US President Joe Biden has announced his intent to nominate two Indian Americans to key administration positions.
Vinay Singh has been nominated as Chief Financial Officer, Department of Housing and Urban Development; and Kalpana Kotagal is the nominee for Commissioner on the Equal Employment Opportunity Commission.
A Certified Public Accountant, Singh is currently senior advisor to the Administrator at the US Small Business Administration (SBA), assisting agency teams to deliver organisational efficiencies to better serve our communities' small businesses. He has 25 years of private sector leadership experience with a deep understanding of finance, analytics and strategy.
Singh had also served in the Obama-Biden administration as a Deputy Assistant Secretary (US Field). He played a key role in leading trade and investment policy and promotion efforts to better market conditions for US companies.

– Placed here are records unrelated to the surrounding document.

//! Analysis configuration.
//!
//! Every constant the pipeline depends on lives in [`AnalysisConfig`]. An
//! [`Analyzer`](crate::Analyzer) is built from one validated instance and hands
//! it explicitly to each stage; there is no global state.
//!
//! # TOML Format
//!
//! ```toml
//! sample_rate = 16000
//! notch_frequency = 60.0
//! notch_q = 30.0
//! pre_emphasis = 0.97
//! window_size = 0.004
//! window_stride = 0.001
//! n_fft = 1024
//! window = "hamming"
//! db_spread = 40.0
//! db_cutoff = 3.0
//! kernel_length = 41
//! kernel_std = 6.0
//! low_band_min_hz = 125.0
//! low_band_max_hz = 750.0
//! power_floor = 1e-10
//! ```
//!
//! Keys may be omitted; missing keys take the defaults above.

use serde::{Deserialize, Serialize};
use std::path::Path;

use crate::error::{Error, Result};
use crate::fft::Window;

/// Immutable parameter set for one analysis pipeline.
#[derive(Debug, Clone, PartialEq, Serialize, Deserialize)]
#[serde(default)]
pub struct AnalysisConfig {
    /// Working sample rate in Hz. Input signals must already be at this rate.
    pub sample_rate: u32,
    /// Center frequency of the interference notch in Hz (mains hum).
    pub notch_frequency: f32,
    /// Quality factor of the notch.
    pub notch_q: f32,
    /// First-order pre-emphasis coefficient.
    pub pre_emphasis: f32,
    /// Analysis window duration in seconds.
    pub window_size: f32,
    /// Hop duration in seconds.
    pub window_stride: f32,
    /// Transform size in samples (power of two, at least the window length).
    pub n_fft: usize,
    /// Analysis window shape.
    pub window: Window,
    /// Dynamic range in dB kept by every dB-domain clip.
    pub db_spread: f32,
    /// Headroom in dB cut from the top of the spectrogram image.
    pub db_cutoff: f32,
    /// Smoothing kernel length in frames (odd).
    pub kernel_length: usize,
    /// Smoothing kernel standard deviation in frames.
    pub kernel_std: f32,
    /// Lower edge of the low-band energy track in Hz.
    pub low_band_min_hz: f32,
    /// Upper edge of the low-band energy track in Hz.
    pub low_band_max_hz: f32,
    /// Smallest power fed to `log10`; zero power is raised to this value.
    pub power_floor: f32,
}

impl Default for AnalysisConfig {
    fn default() -> Self {
        Self {
            sample_rate: 16000,
            notch_frequency: 60.0,
            notch_q: 30.0,
            pre_emphasis: 0.97,
            window_size: 0.004,
            window_stride: 0.001,
            n_fft: 1024,
            window: Window::Hamming,
            db_spread: 40.0,
            db_cutoff: 3.0,
            kernel_length: 41,
            kernel_std: 6.0,
            low_band_min_hz: 125.0,
            low_band_max_hz: 750.0,
            power_floor: 1e-10,
        }
    }
}

impl AnalysisConfig {
    /// Set the working sample rate.
    pub fn with_sample_rate(mut self, sample_rate: u32) -> Self {
        self.sample_rate = sample_rate;
        self
    }

    /// Set window and hop durations in seconds.
    pub fn with_window(mut self, window_size: f32, window_stride: f32) -> Self {
        self.window_size = window_size;
        self.window_stride = window_stride;
        self
    }

    /// Set the transform size.
    pub fn with_n_fft(mut self, n_fft: usize) -> Self {
        self.n_fft = n_fft;
        self
    }

    /// Set the notch center frequency and Q.
    pub fn with_notch(mut self, frequency: f32, q: f32) -> Self {
        self.notch_frequency = frequency;
        self.notch_q = q;
        self
    }

    /// Set the dB spread and cutoff.
    pub fn with_db_range(mut self, spread: f32, cutoff: f32) -> Self {
        self.db_spread = spread;
        self.db_cutoff = cutoff;
        self
    }

    /// Set the low-band edges in Hz.
    pub fn with_low_band(mut self, min_hz: f32, max_hz: f32) -> Self {
        self.low_band_min_hz = min_hz;
        self.low_band_max_hz = max_hz;
        self
    }

    /// Nyquist frequency of the working rate.
    pub fn nyquist(&self) -> f32 {
        self.sample_rate as f32 / 2.0
    }

    /// Check every field against what the pipeline needs.
    pub fn validate(&self) -> Result<()> {
        if self.sample_rate == 0 {
            return Err(Error::invalid_config("sample_rate", "must be positive"));
        }
        let nyquist = self.nyquist();

        positive("notch_q", self.notch_q)?;
        positive("notch_frequency", self.notch_frequency)?;
        if self.notch_frequency >= nyquist {
            return Err(Error::invalid_config(
                "notch_frequency",
                format!("{} Hz is not below Nyquist ({nyquist} Hz)", self.notch_frequency),
            ));
        }
        if !self.pre_emphasis.is_finite() {
            return Err(Error::invalid_config("pre_emphasis", "must be finite"));
        }

        positive("window_size", self.window_size)?;
        positive("window_stride", self.window_stride)?;
        let win_length = (self.sample_rate as f32 * self.window_size).round() as usize;
        let hop_length = (self.sample_rate as f32 * self.window_stride).round() as usize;
        if win_length == 0 {
            return Err(Error::invalid_config("window_size", "rounds to zero samples"));
        }
        if hop_length == 0 {
            return Err(Error::invalid_config("window_stride", "rounds to zero samples"));
        }
        if !self.n_fft.is_power_of_two() {
            return Err(Error::invalid_config(
                "n_fft",
                format!("{} is not a power of two", self.n_fft),
            ));
        }
        if self.n_fft < win_length {
            return Err(Error::invalid_config(
                "n_fft",
                format!("{} is shorter than the {win_length}-sample window", self.n_fft),
            ));
        }

        positive("db_spread", self.db_spread)?;
        if !(self.db_cutoff >= 0.0 && self.db_cutoff < self.db_spread) {
            return Err(Error::invalid_config(
                "db_cutoff",
                format!("{} is outside [0, db_spread)", self.db_cutoff),
            ));
        }

        if self.kernel_length == 0 || self.kernel_length % 2 == 0 {
            return Err(Error::invalid_config(
                "kernel_length",
                format!("{} is not a positive odd length", self.kernel_length),
            ));
        }
        positive("kernel_std", self.kernel_std)?;

        if !(self.low_band_min_hz >= 0.0 && self.low_band_min_hz < self.low_band_max_hz) {
            return Err(Error::invalid_config(
                "low_band_min_hz",
                format!(
                    "band [{}, {}) Hz is empty or inverted",
                    self.low_band_min_hz, self.low_band_max_hz
                ),
            ));
        }
        if self.low_band_max_hz > nyquist {
            return Err(Error::invalid_config(
                "low_band_max_hz",
                format!("{} Hz is above Nyquist ({nyquist} Hz)", self.low_band_max_hz),
            ));
        }
        positive("power_floor", self.power_floor)?;

        Ok(())
    }

    /// Load a config from a TOML file.
    pub fn load(path: impl AsRef<Path>) -> Result<Self> {
        let path = path.as_ref();
        let content = std::fs::read_to_string(path).map_err(|e| Error::read_file(path, e))?;
        Self::from_toml(&content)
    }

    /// Parse a config from a TOML string.
    pub fn from_toml(toml_str: &str) -> Result<Self> {
        Ok(toml::from_str(toml_str)?)
    }

    /// Serialize the config as pretty TOML.
    pub fn to_toml(&self) -> Result<String> {
        Ok(toml::to_string_pretty(self)?)
    }

    /// Save the config to a TOML file.
    pub fn save(&self, path: impl AsRef<Path>) -> Result<()> {
        let path = path.as_ref();
        let content = self.to_toml()?;
        std::fs::write(path, content).map_err(|e| Error::write_file(path, e))
    }
}

fn positive(field: &'static str, value: f32) -> Result<()> {
    if value.is_finite() && value > 0.0 {
        Ok(())
    } else {
        Err(Error::invalid_config(
            field,
            format!("{value} is not a positive finite number"),
        ))
    }
}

Prior to his role at SBA, Singh was a Partner and Chief Operating Officer for Infrastructure Practice at KPMG in India. As a senior member of the executive team, he led several organisational transformation projects, leveraging technology to improve profitability and decision-making, the White House said.
As lead partner for the World Bank Group account, he supported global sustainability projects focused on solving urban and rural challenges in housing, water, energy, and economic development, it added.
The daughter of immigrants from India, Kotagal is a partner at Cohen Milstein, a member of the firm's Civil Rights & Employment practice group, and co-chair of the firm's Hiring and Diversity Committee.
She is co-author of the seminal legal template Inclusion Rider'.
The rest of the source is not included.